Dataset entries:
*** Begin section ***
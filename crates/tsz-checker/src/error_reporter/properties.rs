//! Property-related error reporting (TS2339, TS2741, TS2540, TS7053).

use crate::diagnostics::{Diagnostic, diagnostic_codes, diagnostic_messages, format_message};
use crate::state::CheckerState;
use tsz_parser::parser::NodeIndex;
use tsz_scanner::SyntaxKind;
use tsz_solver::TypeId;

impl<'a> CheckerState<'a> {
    // =========================================================================
    // Property Errors
    // =========================================================================

    /// Report a property missing error using solver diagnostics with source tracking.
    pub fn error_property_missing_at(
        &mut self,
        prop_name: &str,
        source: TypeId,
        target: TypeId,
        idx: NodeIndex,
    ) {
        // Suppress cascade errors from unresolved types
        if source == TypeId::ERROR
            || target == TypeId::ERROR
            || source == TypeId::ANY
            || target == TypeId::ANY
            || source == TypeId::UNKNOWN
            || target == TypeId::UNKNOWN
        {
            return;
        }

        if let Some(loc) = self.get_source_location(idx) {
            let mut builder = tsz_solver::SpannedDiagnosticBuilder::with_symbols(
                self.ctx.types,
                &self.ctx.binder.symbols,
                self.ctx.file_name.as_str(),
            )
            .with_def_store(&self.ctx.definition_store);
            let diag = builder.property_missing(prop_name, source, target, loc.start, loc.length());
            self.ctx
                .diagnostics
                .push(diag.to_checker_diagnostic(&self.ctx.file_name));
        }
    }

    /// Report a property not exist error using solver diagnostics with source tracking.
    /// If a similar property name is found on the type, emits TS2551 ("Did you mean?")
    /// instead of TS2339.
    pub fn error_property_not_exist_at(
        &mut self,
        prop_name: &str,
        type_id: TypeId,
        idx: NodeIndex,
    ) {
        use tsz_solver::type_queries;

        // Suppress error if type is ERROR/ANY or an Error type wrapper
        // This prevents cascading errors when accessing properties on error types
        // NOTE: We do NOT suppress for UNKNOWN - accessing properties on unknown should error (TS2339)
        if type_id == TypeId::ERROR
            || type_id == TypeId::ANY
            || type_queries::is_error_type(self.ctx.types, type_id)
        {
            return;
        }

        // Suppress cascaded TS2339 from failed generic inference when the receiver
        // remains a union that still contains unresolved type parameters.
        // This keeps follow-on property errors from obscuring the primary root cause
        // (typically assignability/inference diagnostics).
        if type_queries::is_union_type(self.ctx.types, type_id)
            && type_queries::contains_type_parameters_db(self.ctx.types, type_id)
        {
            return;
        }

        if let Some(loc) = self.get_source_location(idx) {
            let suppress_did_you_mean =
                self.has_syntax_parse_errors() || self.class_extends_any_base(type_id);

            // On files with syntax parse errors, TypeScript generally avoids TS2551
            // suggestion diagnostics and sticks with TS2339 to reduce cascades.
            let suggestion = if suppress_did_you_mean {
                None
            } else {
                self.find_similar_property(prop_name, type_id)
            };

            let mut builder = tsz_solver::SpannedDiagnosticBuilder::with_symbols(
                self.ctx.types,
                &self.ctx.binder.symbols,
                self.ctx.file_name.as_str(),
            )
            .with_def_store(&self.ctx.definition_store);

            let diag = if let Some(ref suggestion) = suggestion {
                builder.property_not_exist_did_you_mean(
                    prop_name,
                    type_id,
                    suggestion,
                    loc.start,
                    loc.length(),
                )
            } else {
                builder.property_not_exist(prop_name, type_id, loc.start, loc.length())
            };
            // Use push_diagnostic for deduplication
            self.ctx
                .push_diagnostic(diag.to_checker_diagnostic(&self.ctx.file_name));
        }
    }

    /// Report an excess property error using solver diagnostics with source tracking.
    pub fn error_excess_property_at(&mut self, prop_name: &str, target: TypeId, idx: NodeIndex) {
        // Suppress cascade errors from unresolved types
        if target == TypeId::ERROR || target == TypeId::ANY || target == TypeId::UNKNOWN {
            return;
        }

        if let Some(loc) = self.get_source_location(idx) {
            let mut builder = tsz_solver::SpannedDiagnosticBuilder::with_symbols(
                self.ctx.types,
                &self.ctx.binder.symbols,
                self.ctx.file_name.as_str(),
            )
            .with_def_store(&self.ctx.definition_store);
            let diag = builder.excess_property(prop_name, target, loc.start, loc.length());
            // Use push_diagnostic for deduplication
            self.ctx
                .push_diagnostic(diag.to_checker_diagnostic(&self.ctx.file_name));
        }
    }

    /// Report a "Cannot assign to readonly property" error using solver diagnostics with source tracking.
    pub fn error_readonly_property_at(&mut self, prop_name: &str, idx: NodeIndex) {
        if let Some(loc) = self.get_source_location(idx) {
            let mut builder = tsz_solver::SpannedDiagnosticBuilder::with_symbols(
                self.ctx.types,
                &self.ctx.binder.symbols,
                self.ctx.file_name.as_str(),
            )
            .with_def_store(&self.ctx.definition_store);
            let diag = builder.readonly_property(prop_name, loc.start, loc.length());
            self.ctx
                .diagnostics
                .push(diag.to_checker_diagnostic(&self.ctx.file_name));
        }
    }

    /// Report TS2542: Index signature in type '{0}' only permits reading.
    pub fn error_readonly_index_signature_at(
        &mut self,
        object_type: tsz_solver::TypeId,
        idx: NodeIndex,
    ) {
        if let Some(loc) = self.get_source_location(idx) {
            let type_name = self.format_type(object_type);
            let message = format_message(
                diagnostic_messages::INDEX_SIGNATURE_IN_TYPE_ONLY_PERMITS_READING,
                &[&type_name],
            );
            let diag = Diagnostic::error(
                self.ctx.file_name.clone(),
                loc.start,
                loc.length(),
                message,
                diagnostic_codes::INDEX_SIGNATURE_IN_TYPE_ONLY_PERMITS_READING,
            );
            self.ctx.diagnostics.push(diag);
        }
    }

    /// Report TS2803: Cannot assign to private method. Private methods are not writable.
    pub fn error_private_method_not_writable(&mut self, prop_name: &str, idx: NodeIndex) {
        if let Some(loc) = self.get_source_location(idx) {
            let message = format_message(
                diagnostic_messages::CANNOT_ASSIGN_TO_PRIVATE_METHOD_PRIVATE_METHODS_ARE_NOT_WRITABLE,
                &[prop_name],
            );
            let diag = Diagnostic::error(
                self.ctx.file_name.clone(),
                loc.start,
                loc.length(),
                message,
                diagnostic_codes::CANNOT_ASSIGN_TO_PRIVATE_METHOD_PRIVATE_METHODS_ARE_NOT_WRITABLE,
            );
            self.ctx.diagnostics.push(diag);
        }
    }

    /// Report no index signature error.
    pub(crate) fn error_no_index_signature_at(
        &mut self,
        index_type: TypeId,
        object_type: TypeId,
        idx: NodeIndex,
    ) {
        // TS7053 is a noImplicitAny error - suppress without it
        if !self.ctx.no_implicit_any() {
            return;
        }
        // Suppress when types are unresolved
        if index_type == TypeId::ANY || index_type == TypeId::ERROR || index_type == TypeId::UNKNOWN
        {
            return;
        }
        if object_type == TypeId::ANY
            || object_type == TypeId::ERROR
            || object_type == TypeId::UNKNOWN
        {
            return;
        }
        if self.is_element_access_on_this_or_super_with_any_base(idx) {
            return;
        }

        if let Some(atom) =
            tsz_solver::type_queries::get_string_literal_value(self.ctx.types, index_type)
        {
            let prop_name = self.ctx.types.resolve_atom_ref(atom);
            let prop_name_str: &str = &prop_name;
            let suppress_did_you_mean =
                self.has_syntax_parse_errors() || self.class_extends_any_base(object_type);

            let suggestion = if suppress_did_you_mean {
                None
            } else {
                self.find_similar_property(prop_name_str, object_type)
            };

            if suggestion.is_some() {
                // If there's a suggestion, TypeScript emits TS2551 instead of TS7053
                self.error_property_not_exist_at(prop_name_str, object_type, idx);
                return;
            }
        }

        let mut formatter = self.ctx.create_type_formatter();
        let index_str = formatter.format(index_type);
        let object_str = formatter.format(object_type);
        let message = format!(
            "Element implicitly has an 'any' type because expression of type '{index_str}' can't be used to index type '{object_str}'."
        );

        self.error_at_node(idx, &message, diagnostic_codes::ELEMENT_IMPLICITLY_HAS_AN_ANY_TYPE_BECAUSE_EXPRESSION_OF_TYPE_CANT_BE_USED_TO_IN);
    }

    /// TypeScript suppresses TS7053 for `this[...]`/`super[...]` when the class extends an `any` base.
    fn is_element_access_on_this_or_super_with_any_base(&mut self, idx: NodeIndex) -> bool {
        use tsz_parser::parser::syntax_kind_ext;

        let Some(ext) = self.ctx.arena.get_extended(idx) else {
            return false;
        };
        let Some(parent) = self.ctx.arena.get(ext.parent) else {
            return false;
        };
        if parent.kind != syntax_kind_ext::ELEMENT_ACCESS_EXPRESSION {
            return false;
        }
        let Some(access) = self.ctx.arena.get_access_expr(parent) else {
            return false;
        };
        if access.name_or_argument != idx {
            return false;
        }
        let Some(expr_node) = self.ctx.arena.get(access.expression) else {
            return false;
        };
        let is_this_or_super = expr_node.kind == SyntaxKind::SuperKeyword as u16
            || expr_node.kind == SyntaxKind::ThisKeyword as u16;
        if !is_this_or_super {
            return false;
        }

        let Some(class_info) = self.ctx.enclosing_class.clone() else {
            return false;
        };
        let Some(class_decl) = self.ctx.arena.get_class_at(class_info.class_idx) else {
            return false;
        };
        let Some(heritage_clauses) = &class_decl.heritage_clauses else {
            return false;
        };

        for &clause_idx in &heritage_clauses.nodes {
            let Some(clause) = self.ctx.arena.get_heritage_clause_at(clause_idx) else {
                continue;
            };
            if clause.token != SyntaxKind::ExtendsKeyword as u16 {
                continue;
            }
            let Some(&type_idx) = clause.types.nodes.first() else {
                continue;
            };
            let expr_idx =
                if let Some(expr_type_args) = self.ctx.arena.get_expr_type_args_at(type_idx) {
                    expr_type_args.expression
                } else {
                    type_idx
                };
            if self.get_type_of_node(expr_idx) == TypeId::ANY {
                return true;
            }
        }

        false
    }
}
*** End section ***
WHAT TO DO: Beginning at the first line of the data above, retype each line until you reach the line containing "use crate::state::CheckerState;", and include that one too. Add nothing else.

EXERCISE SOLUTION:
filename crates/tsz-checker/src/error_reporter/properties.rs
//! Property-related error reporting (TS2339, TS2741, TS2540, TS7053).

use crate::diagnostics::{Diagnostic, diagnostic_codes, diagnostic_messages, format_message};
use crate::state::CheckerState;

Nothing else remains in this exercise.